MARY LOUISE KELLY, BYLINE: Intelligence officers did brief Trump during the campaign, but those were broad overviews. Details about covert operations, electronic surveillance and other highly classified subjects were left out.
Starting now, Trump gets the full dose - the nation's most prized secrets on everything from nuclear sites to terrorism to Russia. Former CIA director and defense secretary Leon Panetta allows that intelligence officers have not always been enthusiastic about sharing these secrets with Trump. There were fears he might reveal them.
LEON PANETTA: You know, (laughter) there were a lot of concerns about how he handled the intelligence briefings during the campaign. But he's now president-elect of the United States of America, and he has to be told what the situation is in terms of the intelligence that we have and the threats that are out there.
KELLY: The threats that are out there include turmoil across the Middle East, a rising China, a nuclear armed North Korea and - yes - a resurgent Russia.
Mike Morell who, like Panetta, advised the Clinton campaign on national security has called Trump unqualified to be president. But Morrell believes U.S. spy agencies have a responsibility to do everything in their power to prepare him to serve. Morell was acting director of the CIA twice. He briefed both George W. Bush and Barack Obama as they prepared to assume the presidency.
MICHAEL MORELL: Here's what I saw with both - even when you're president-elect, you are not responsible for the security and safety of a country. As soon as you raise your right hand and take that oath of office, you are - changes dramatically. It's really sobering to watch.
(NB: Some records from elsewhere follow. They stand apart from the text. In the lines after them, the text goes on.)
//! Plain-text metadata extraction.

use std::sync::Arc;

use axum::extract::{Query, State};
use axum::routing::get;
use axum::{Json, Router};
use serde::{Deserialize, Serialize};
use utoipa::{IntoParams, ToSchema};

use crate::error::{ApiError, ApiResult};
use crate::server::AppState;

/// Query parameters for file-scoped routes.
#[derive(Debug, Deserialize, IntoParams)]
#[serde(rename_all = "camelCase")]
pub struct FileQuery {
    /// Bucket holding the object.
    pub bucket_name: Option<String>,
    /// Key of the object.
    pub file_key: Option<String>,
}

/// Resolves both required parameters or fails with a message naming them.
pub fn require_file_params(query: &FileQuery) -> ApiResult<(&str, &str)> {
    match (query.bucket_name.as_deref(), query.file_key.as_deref()) {
        (Some(bucket), Some(key)) => Ok((bucket, key)),
        _ => Err(ApiError::bad_request(
            "Bucket name and file key are required.",
        )),
    }
}

/// Metadata extracted from a plain-text object.
#[derive(Debug, Serialize, ToSchema)]
#[serde(rename_all = "camelCase")]
pub struct TextMetadata {
    /// Bucket holding the object.
    pub bucket_name: String,
    /// Key of the object.
    pub file_key: String,
    /// Object size in bytes.
    pub size: u64,
    /// Number of lines.
    pub line_count: usize,
    /// Number of whitespace-separated words.
    pub word_count: usize,
    /// Number of characters.
    pub character_count: usize,
}

/// Creates text metadata routes.
pub fn routes() -> Router<Arc<AppState>> {
    Router::new().route("/metadata/txt/bucket", get(txt_metadata))
}

/// Extracts line/word/character counts from a text object.
#[utoipa::path(
    get,
    path = "/metadata/txt/bucket",
    tag = "metadata",
    params(FileQuery),
    responses(
        (status = 200, description = "Text metadata", body = TextMetadata),
        (status = 400, description = "Missing parameters", body = crate::error::ApiErrorBody),
        (status = 500, description = "Store error", body = crate::error::ApiErrorBody),
    )
)]
pub(crate) async fn txt_metadata(
    State(state): State<Arc<AppState>>,
    Query(query): Query<FileQuery>,
) -> ApiResult<Json<TextMetadata>> {
    let (bucket, key) = require_file_params(&query)?;

    let data = state.store.get(bucket, key).await?;
    let content = String::from_utf8_lossy(&data);

    Ok(Json(TextMetadata {
        bucket_name: bucket.to_string(),
        file_key: key.to_string(),
        size: data.len() as u64,
        line_count: content.split('\n').count(),
        word_count: content.split_whitespace().count(),
        character_count: content.chars().count(),
    }))
}
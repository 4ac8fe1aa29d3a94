//! Delta log synthesis from a probed Parquet file.

use std::sync::Arc;

use bytes::Bytes;
use chrono::Utc;
use uuid::Uuid;

use strata_core::storage::{BlobStore, WriteOutcome, WritePrecondition};
use strata_core::table::{
    FileRef, ProbedFile, TableFormat, TableMetadata, TableStatistics, table_location_for,
    table_name_from_key,
};
use strata_core::{Error, Result};

use crate::log::{
    AddFile, CommitInfo, DeltaOperation, FileFormat, FileStats, LogEntry, MetaData,
    OperationParameters, Protocol, default_configuration, log_entry_key, log_prefix,
    parse_entry_version, struct_schema,
};

/// Synthesizes a Delta-style commit log for a single Parquet object and
/// persists it next to the source file.
///
/// Each log entry is written with a `DoesNotExist` precondition, so the
/// append-only invariant holds even when two writers race: the loser gets
/// [`Error::ConcurrentModification`] instead of overwriting. Synthesis is
/// otherwise single-writer — there is no cross-process serialization of the
/// list-then-append sequence.
#[derive(Clone)]
pub struct DeltaSynthesizer {
    store: Arc<dyn BlobStore>,
}

impl std::fmt::Debug for DeltaSynthesizer {
    fn fmt(&self, f: &mut std::fmt::Formatter<'_>) -> std::fmt::Result {
        f.debug_struct("DeltaSynthesizer").finish_non_exhaustive()
    }
}

impl DeltaSynthesizer {
    /// Creates a synthesizer over the given store.
    #[must_use]
    pub fn new(store: Arc<dyn BlobStore>) -> Self {
        Self { store }
    }

    /// Builds and persists the commit log for `probed`, returning the table
    /// description.
    ///
    /// An empty log yields entries 0 (`CREATE TABLE`) and 1 (`WRITE`); a log
    /// with highest version `v` yields a single `WRITE` entry at `v + 1` —
    /// synthesis continues from the existing log, it never assumes a clean
    /// slate. Partially written documents from a failed earlier attempt are
    /// left in place and absorbed by this continuation.
    ///
    /// # Errors
    ///
    /// Returns [`Error::ConcurrentModification`] when a computed version is
    /// already occupied, [`Error::Store`] / [`Error::Serialization`] on
    /// storage and encoding failures.
    pub async fn synthesize(&self, probed: &ProbedFile) -> Result<TableMetadata> {
        let table_name = table_name_from_key(&probed.key);
        let table_location = table_location_for(&probed.key, TableFormat::Delta);
        let prefix = log_prefix(&table_location);

        let existing = self.store.list(&probed.bucket, &prefix).await?;
        let highest = existing
            .iter()
            .filter_map(|obj| parse_entry_version(&obj.key, &prefix))
            .max();

        let now = Utc::now().timestamp_millis();
        let entries = match highest {
            None => vec![
                (0, Self::create_table_entry(probed, &table_name, now)),
                (1, Self::write_entry(probed, 0, now)),
            ],
            Some(v) => vec![(v + 1, Self::write_entry(probed, v, now))],
        };

        let mut version = 0;
        for (entry_version, entry) in entries {
            let key = log_entry_key(&table_location, entry_version)?;
            let body = serde_json::to_vec(&entry).map_err(|e| {
                Error::serialization(format!("failed to encode delta log entry: {e}"))
            })?;

            let outcome = self
                .store
                .put(
                    &probed.bucket,
                    &key,
                    Bytes::from(body),
                    "application/json",
                    WritePrecondition::DoesNotExist,
                )
                .await?;
            if outcome == WriteOutcome::PreconditionFailed {
                return Err(Error::concurrent_modification(format!(
                    "delta log version {entry_version} already exists for {table_location}"
                )));
            }

            tracing::info!(
                bucket = %probed.bucket,
                table = %table_name,
                version = entry_version,
                "wrote delta log entry"
            );
            version = entry_version;
        }

        Ok(TableMetadata {
            table_name,
            location: format!("s3://{}/{table_location}", probed.bucket),
            format: TableFormat::Delta,
            schema: probed.columns.clone(),
            version,
            current_snapshot_id: None,
            files: vec![FileRef {
                path: probed.key.clone(),
                size: probed.byte_size,
                modification_time: now,
                num_records: Some(probed.row_count),
                data_change: true,
            }],
            statistics: TableStatistics::for_conversion(probed.row_count, probed.byte_size),
        })
    }

    fn create_table_entry(probed: &ProbedFile, table_name: &str, now: i64) -> LogEntry {
        let schema = struct_schema(&probed.columns);
        // schema_string is embedded JSON; serializing a just-built value
        // cannot fail.
        let schema_string = serde_json::to_string(&schema).unwrap_or_default();

        LogEntry {
            commit_info: CommitInfo {
                timestamp: now,
                operation: DeltaOperation::CreateTable,
                operation_parameters: OperationParameters {
                    mode: "create".to_string(),
                    partition_by: "[]".to_string(),
                },
                read_version: -1,
                isolation_level: "Serializable".to_string(),
                is_blind_append: true,
            },
            protocol: Protocol::default(),
            meta_data: Some(MetaData {
                id: Uuid::new_v4().to_string(),
                name: table_name.to_string(),
                description: format!("Delta table converted from {}", probed.key),
                format: FileFormat::default(),
                schema_string,
                partition_columns: Vec::new(),
                configuration: default_configuration(),
                created_time: now,
            }),
            add: None,
        }
    }

    fn write_entry(probed: &ProbedFile, read_version: i64, now: i64) -> LogEntry {
        LogEntry {
            commit_info: CommitInfo {
                timestamp: now,
                operation: DeltaOperation::Write,
                operation_parameters: OperationParameters {
                    mode: "append".to_string(),
                    partition_by: "[]".to_string(),
                },
                read_version,
                isolation_level: "Serializable".to_string(),
                is_blind_append: true,
            },
            protocol: Protocol::default(),
            meta_data: None,
            add: Some(vec![AddFile {
                path: probed.key.clone(),
                size: probed.byte_size,
                modification_time: now,
                data_change: true,
                stats: FileStats {
                    num_records: probed.row_count,
                    ..FileStats::default()
                },
            }]),
        }
    }
}

#[cfg(test)]
mod tests {
    use super::*;

    use async_trait::async_trait;
    use strata_core::storage::{ByteStream, MemoryStore, ObjectInfo};
    use strata_core::table::{ColumnSchema, LogicalType};

    fn sales_probe() -> ProbedFile {
        ProbedFile {
            bucket: "data".to_string(),
            key: "sales.parquet".to_string(),
            byte_size: 50000,
            row_count: 1000,
            columns: vec![
                ColumnSchema {
                    name: "id".to_string(),
                    logical_type: LogicalType::Int64,
                    nullable: false,
                    source_description: "INT64".to_string(),
                },
                ColumnSchema {
                    name: "amount".to_string(),
                    logical_type: LogicalType::Double,
                    nullable: true,
                    source_description: "DOUBLE".to_string(),
                },
                ColumnSchema {
                    name: "region".to_string(),
                    logical_type: LogicalType::String,
                    nullable: true,
                    source_description: "BYTE_ARRAY (UTF8)".to_string(),
                },
            ],
        }
    }

    async fn log_entry(store: &MemoryStore, version: i64) -> serde_json::Value {
        let key = log_entry_key("sales_delta", version).expect("key");
        let bytes = store.get("data", &key).await.expect("log entry present");
        serde_json::from_slice(&bytes).expect("valid json")
    }

    #[tokio::test]
    async fn first_synthesis_writes_create_and_write_entries() {
        let store = Arc::new(MemoryStore::new());
        store.create_bucket("data").expect("create bucket");
        let synthesizer = DeltaSynthesizer::new(store.clone());

        let metadata = synthesizer
            .synthesize(&sales_probe())
            .await
            .expect("synthesis should succeed");

        assert_eq!(metadata.table_name, "sales");
        assert_eq!(metadata.location, "s3://data/sales_delta");
        assert_eq!(metadata.version, 1);
        assert_eq!(metadata.files.len(), 1);
        assert_eq!(metadata.files[0].path, "sales.parquet");
        assert_eq!(metadata.files[0].size, 50000);
        assert_eq!(metadata.statistics.num_records, Some(1000));
        assert_eq!(metadata.statistics.average_record_size, Some(50.0));

        let v0 = log_entry(&store, 0).await;
        assert_eq!(v0["commitInfo"]["operation"], "CREATE TABLE");
        assert_eq!(v0["commitInfo"]["operationParameters"]["mode"], "create");
        assert_eq!(v0["commitInfo"]["readVersion"], -1);
        assert!(v0["metaData"].is_object());
        assert!(v0.get("add").is_none());

        let schema_string = v0["metaData"]["schemaString"].as_str().expect("schemaString");
        let schema: serde_json::Value = serde_json::from_str(schema_string).expect("embedded json");
        let names: Vec<_> = schema["fields"]
            .as_array()
            .expect("fields")
            .iter()
            .map(|f| f["name"].as_str().unwrap().to_string())
            .collect();
        assert_eq!(names, vec!["id", "amount", "region"]);
        assert_eq!(schema["fields"][0]["type"], "int64");

        let v1 = log_entry(&store, 1).await;
        assert_eq!(v1["commitInfo"]["operation"], "WRITE");
        assert_eq!(v1["commitInfo"]["readVersion"], 0);
        assert_eq!(v1["add"][0]["path"], "sales.parquet");
        assert_eq!(v1["add"][0]["stats"]["numRecords"], 1000);
        assert!(v1.get("metaData").is_none());
    }

    #[tokio::test]
    async fn second_synthesis_continues_from_highest_version() {
        let store = Arc::new(MemoryStore::new());
        store.create_bucket("data").expect("create bucket");
        let synthesizer = DeltaSynthesizer::new(store.clone());

        synthesizer.synthesize(&sales_probe()).await.expect("first run");
        let metadata = synthesizer.synthesize(&sales_probe()).await.expect("second run");

        assert_eq!(metadata.version, 2);

        let v2 = log_entry(&store, 2).await;
        assert_eq!(v2["commitInfo"]["operation"], "WRITE");
        assert_eq!(v2["commitInfo"]["readVersion"], 1);
        assert!(v2.get("metaData").is_none());

        // Version 1 must not have been rewritten.
        let v1 = log_entry(&store, 1).await;
        assert_eq!(v1["commitInfo"]["readVersion"], 0);
    }

    #[tokio::test]
    async fn zero_row_file_reports_zero_average() {
        let store = Arc::new(MemoryStore::new());
        store.create_bucket("data").expect("create bucket");
        let synthesizer = DeltaSynthesizer::new(store);

        let mut probe = sales_probe();
        probe.row_count = 0;
        let metadata = synthesizer.synthesize(&probe).await.expect("synthesis");

        assert_eq!(metadata.statistics.average_record_size, Some(0.0));
        assert_eq!(metadata.statistics.num_records, Some(0));
    }

    /// Store wrapper that hides existing objects from listings, simulating a
    /// second writer landing between list and put.
    struct StaleListStore(MemoryStore);

    #[async_trait]
    impl BlobStore for StaleListStore {
        async fn get(&self, bucket: &str, key: &str) -> Result<Bytes> {
            self.0.get(bucket, key).await
        }

        async fn get_stream(&self, bucket: &str, key: &str) -> Result<ByteStream> {
            self.0.get_stream(bucket, key).await
        }

        async fn put(
            &self,
            bucket: &str,
            key: &str,
            data: Bytes,
            content_type: &str,
            precondition: WritePrecondition,
        ) -> Result<WriteOutcome> {
            self.0.put(bucket, key, data, content_type, precondition).await
        }

        async fn list(&self, _bucket: &str, _prefix: &str) -> Result<Vec<ObjectInfo>> {
            Ok(Vec::new())
        }
    }

    #[tokio::test]
    async fn occupied_version_surfaces_concurrent_modification() {
        let inner = MemoryStore::new();
        let occupied = log_entry_key("sales_delta", 0).expect("key");
        inner
            .put(
                "data",
                &occupied,
                Bytes::from("{}"),
                "application/json",
                WritePrecondition::None,
            )
            .await
            .expect("seed occupied version");

        let synthesizer = DeltaSynthesizer::new(Arc::new(StaleListStore(inner)));
        let err = synthesizer.synthesize(&sales_probe()).await.unwrap_err();
        assert!(matches!(err, Error::ConcurrentModification { .. }), "got {err:?}");
    }
}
KELLY: Tensions between Trump and the nation's spy chiefs came into focus last month, October 19, the final presidential debate. Trump, asked about Russia's attempts to interfere with the election, questioned the consensus of U.S. intelligence agencies. A third former CIA director, General Mike Hayden says that moment rankles.
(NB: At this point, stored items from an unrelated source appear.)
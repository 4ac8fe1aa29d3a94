//! Best-effort Delta table summaries from directory listings.
//!
//! No log replay: the current version is derived from the number of log
//! entries and listed data files are not validated against any log entry.
//! An empty or missing log yields version 0 and an empty file list, never an
//! error.

use chrono::Utc;

use strata_core::storage::BlobStore;
use strata_core::table::{FileRef, TableFormat, TableMetadata, TableStatistics};
use strata_core::Result;

use crate::log::log_prefix;

/// Re-derives a table description by listing its storage prefix.
///
/// # Errors
///
/// Returns [`strata_core::Error::BucketNotFound`] when the bucket is missing
/// and [`strata_core::Error::Store`] on listing failures. An empty prefix is
/// not an error.
pub async fn summarize(
    store: &dyn BlobStore,
    bucket: &str,
    table_name: &str,
) -> Result<TableMetadata> {
    let table_prefix = format!("{table_name}/");
    let objects = store.list(bucket, &table_prefix).await?;

    let log = log_prefix(table_name);
    let log_entries = store.list(bucket, &log).await?;
    let version = i64::try_from(log_entries.len()).unwrap_or(i64::MAX).saturating_sub(1).max(0);

    let now = Utc::now().timestamp_millis();
    let files: Vec<FileRef> = objects
        .iter()
        .filter(|obj| !obj.key.starts_with(&log))
        .map(|obj| FileRef {
            path: obj.key.clone(),
            size: obj.size,
            modification_time: obj
                .last_modified
                .map_or(now, |ts| ts.timestamp_millis()),
            num_records: None,
            data_change: true,
        })
        .collect();

    let total_size: u64 = objects.iter().map(|obj| obj.size).sum();

    tracing::debug!(
        bucket = %bucket,
        table = %table_name,
        version,
        files = files.len(),
        "summarized delta table directory"
    );

    Ok(TableMetadata {
        table_name: table_name.to_string(),
        location: format!("s3://{bucket}/{table_name}"),
        format: TableFormat::Delta,
        schema: Vec::new(),
        version,
        current_snapshot_id: None,
        files,
        statistics: TableStatistics::for_listing(objects.len() as u64, total_size),
    })
}

#[cfg(test)]
mod tests {
    use super::*;

    use std::sync::Arc;

    use bytes::Bytes;
    use strata_core::storage::{MemoryStore, WritePrecondition};
    use strata_core::table::ProbedFile;

    use crate::synthesize::DeltaSynthesizer;

    #[tokio::test]
    async fn empty_table_prefix_yields_version_zero_not_an_error() {
        let store = MemoryStore::new();
        store.create_bucket("data").expect("create bucket");

        let metadata = summarize(&store, "data", "sales_delta")
            .await
            .expect("summary should succeed");

        assert_eq!(metadata.version, 0);
        assert!(metadata.files.is_empty());
        assert!(metadata.schema.is_empty());
        assert_eq!(metadata.statistics.num_files, 0);
        assert_eq!(metadata.statistics.average_file_size, Some(0.0));
    }

    #[tokio::test]
    async fn summary_counts_log_entries_and_excludes_them_from_files() {
        let store = Arc::new(MemoryStore::new());

        // Source data file lives under the table prefix.
        store
            .put(
                "data",
                "sales_delta/part-0000.parquet",
                Bytes::from(vec![0u8; 128]),
                "application/octet-stream",
                WritePrecondition::None,
            )
            .await
            .expect("seed data file");

        let synthesizer = DeltaSynthesizer::new(store.clone());
        synthesizer
            .synthesize(&ProbedFile {
                bucket: "data".to_string(),
                key: "sales.parquet".to_string(),
                byte_size: 50000,
                row_count: 1000,
                columns: Vec::new(),
            })
            .await
            .expect("synthesis");

        let metadata = summarize(store.as_ref(), "data", "sales_delta")
            .await
            .expect("summary");

        // Two log entries were written, so the current version is 1.
        assert_eq!(metadata.version, 1);
        assert_eq!(metadata.files.len(), 1);
        assert_eq!(metadata.files[0].path, "sales_delta/part-0000.parquet");
        assert!(metadata
            .files
            .iter()
            .all(|f| !f.path.contains("_delta_log")));
        assert_eq!(metadata.location, "s3://data/sales_delta");
    }
}
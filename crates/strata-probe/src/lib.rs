//! # strata-probe
//!
//! Schema prober for Parquet payloads stored in object storage.
//!
//! Parquet requires random access to a trailing footer, so the payload is
//! first spilled from the storage stream into a local scratch file (bounded
//! by disk, not memory), then parsed with the `parquet` footer reader. The
//! scratch file is owned by the probing request and deleted on every exit
//! path, including parse failures and request cancellation.

#![forbid(unsafe_code)]
#![deny(missing_docs)]
#![deny(rust_2018_idioms)]
#![warn(clippy::pedantic)]

use std::collections::HashSet;
use std::path::PathBuf;

use parquet::basic::{ConvertedType, LogicalType as ParquetLogicalType, Repetition, Type as PhysicalType};
use parquet::file::reader::{FileReader, SerializedFileReader};
use parquet::schema::types::Type as SchemaType;
use tokio::io::AsyncWriteExt as _;

use futures::StreamExt as _;
use strata_core::storage::ByteStream;
use strata_core::table::{ColumnSchema, LogicalType, ProbedFile};
use strata_core::{Error, Result};

/// Probes Parquet payloads for their schema and row statistics.
///
/// Stateless apart from the scratch directory; safe to share across requests.
/// Scratch files are never shared or reused between requests.
#[derive(Debug, Clone, Default)]
pub struct SchemaProber {
    scratch_dir: Option<PathBuf>,
}

impl SchemaProber {
    /// Creates a prober that spills to the system temp directory.
    #[must_use]
    pub fn new() -> Self {
        Self::default()
    }

    /// Creates a prober that spills to the given directory.
    #[must_use]
    pub fn with_scratch_dir(dir: impl Into<PathBuf>) -> Self {
        Self {
            scratch_dir: Some(dir.into()),
        }
    }

    /// Streams a payload to scratch and extracts its schema and row count.
    ///
    /// `bucket` and `key` identify the source object for the returned
    /// [`ProbedFile`]; the byte size is counted from the stream itself.
    ///
    /// # Errors
    ///
    /// Returns [`Error::Parse`] when the payload is not a valid Parquet file
    /// (missing or truncated footer, bad magic, duplicate column names) — no
    /// partial schema is ever returned. Storage errors from the stream and
    /// scratch I/O failures propagate unchanged.
    pub async fn probe(
        &self,
        bucket: &str,
        key: &str,
        mut payload: ByteStream,
    ) -> Result<ProbedFile> {
        let scratch = match &self.scratch_dir {
            Some(dir) => tempfile::NamedTempFile::new_in(dir),
            None => tempfile::NamedTempFile::new(),
        }
        .map_err(|e| Error::store_with_source("failed to create scratch file", e))?;

        let mut file = tokio::fs::File::from_std(
            scratch
                .reopen()
                .map_err(|e| Error::store_with_source("failed to open scratch file", e))?,
        );

        let mut byte_size: u64 = 0;
        while let Some(chunk) = payload.next().await {
            let chunk = chunk?;
            byte_size += chunk.len() as u64;
            file.write_all(&chunk)
                .await
                .map_err(|e| Error::store_with_source("failed to spill payload to scratch", e))?;
        }
        file.flush()
            .await
            .map_err(|e| Error::store_with_source("failed to flush scratch file", e))?;
        drop(file);

        let footer_input = scratch
            .reopen()
            .map_err(|e| Error::store_with_source("failed to reopen scratch file", e))?;

        // Footer parsing is synchronous and seek-heavy; keep it off the
        // async workers.
        let (row_count, columns) =
            tokio::task::spawn_blocking(move || read_footer(footer_input))
                .await
                .map_err(|e| Error::Internal {
                    message: format!("schema probe task failed: {e}"),
                })??;

        // The scratch file is deleted on drop regardless; an explicit close
        // lets us log deletion failures without masking the result.
        if let Err(e) = scratch.close() {
            tracing::warn!(error = %e, "failed to remove scratch file");
        }

        tracing::debug!(
            bucket = %bucket,
            key = %key,
            byte_size,
            row_count,
            columns = columns.len(),
            "probed parquet payload"
        );

        Ok(ProbedFile {
            bucket: bucket.to_string(),
            key: key.to_string(),
            byte_size,
            row_count,
            columns,
        })
    }
}

fn read_footer(file: std::fs::File) -> Result<(i64, Vec<ColumnSchema>)> {
    let reader = SerializedFileReader::new(file)
        .map_err(|e| Error::parse(format!("invalid parquet payload: {e}")))?;

    let metadata = reader.metadata().file_metadata();
    let row_count = metadata.num_rows();

    let root = metadata.schema();
    let mut columns = Vec::with_capacity(root.get_fields().len());
    let mut seen = HashSet::new();
    for field in root.get_fields() {
        let column = column_schema(field.as_ref())?;
        if !seen.insert(column.name.clone()) {
            return Err(Error::parse(format!(
                "duplicate column name in parquet schema: {}",
                column.name
            )));
        }
        columns.push(column);
    }

    Ok((row_count, columns))
}

fn column_schema(field: &SchemaType) -> Result<ColumnSchema> {
    let info = field.get_basic_info();
    // OPTIONAL and REPEATED both admit missing values; REQUIRED is the only
    // repetition that forbids nulls.
    let nullable = !info.has_repetition() || info.repetition() != Repetition::REQUIRED;

    let (logical_type, source_description) = match field {
        SchemaType::PrimitiveType { physical_type, .. } => {
            let converted = info.converted_type();
            let logical = info.logical_type();
            let mapped = map_primitive(*physical_type, converted, logical.as_ref());
            let description = if converted == ConvertedType::NONE {
                format!("{physical_type:?}")
            } else {
                format!("{physical_type:?} ({converted:?})")
            };
            (mapped, description)
        }
        SchemaType::GroupType { .. } => (LogicalType::Struct, "GROUP".to_string()),
    };

    Ok(ColumnSchema {
        name: info.name().to_string(),
        logical_type,
        nullable,
        source_description,
    })
}

fn map_primitive(
    physical: PhysicalType,
    converted: ConvertedType,
    logical: Option<&ParquetLogicalType>,
) -> LogicalType {
    match physical {
        PhysicalType::BOOLEAN => LogicalType::Boolean,
        PhysicalType::INT32 => LogicalType::Int32,
        PhysicalType::INT64 => {
            if matches!(logical, Some(ParquetLogicalType::Timestamp { .. })) {
                LogicalType::Timestamp
            } else {
                LogicalType::Int64
            }
        }
        PhysicalType::INT96 => LogicalType::Timestamp,
        PhysicalType::FLOAT => LogicalType::Float,
        PhysicalType::DOUBLE => LogicalType::Double,
        PhysicalType::BYTE_ARRAY => {
            if converted == ConvertedType::UTF8
                || matches!(logical, Some(ParquetLogicalType::String))
            {
                LogicalType::String
            } else {
                LogicalType::Binary
            }
        }
        PhysicalType::FIXED_LEN_BYTE_ARRAY => LogicalType::Binary,
    }
}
MICHAEL HAYDEN: Here's a man who wants to be president rejecting a high-confidence judgment of the intelligence community, not because he has contrarian evidence but because that conclusion conflicts with his preferred worldview. That's really scary.
KELLY: Trump has also set off alarm bells at the CIA by suggesting he might bring back waterboarding. Here he is at a campaign event this spring.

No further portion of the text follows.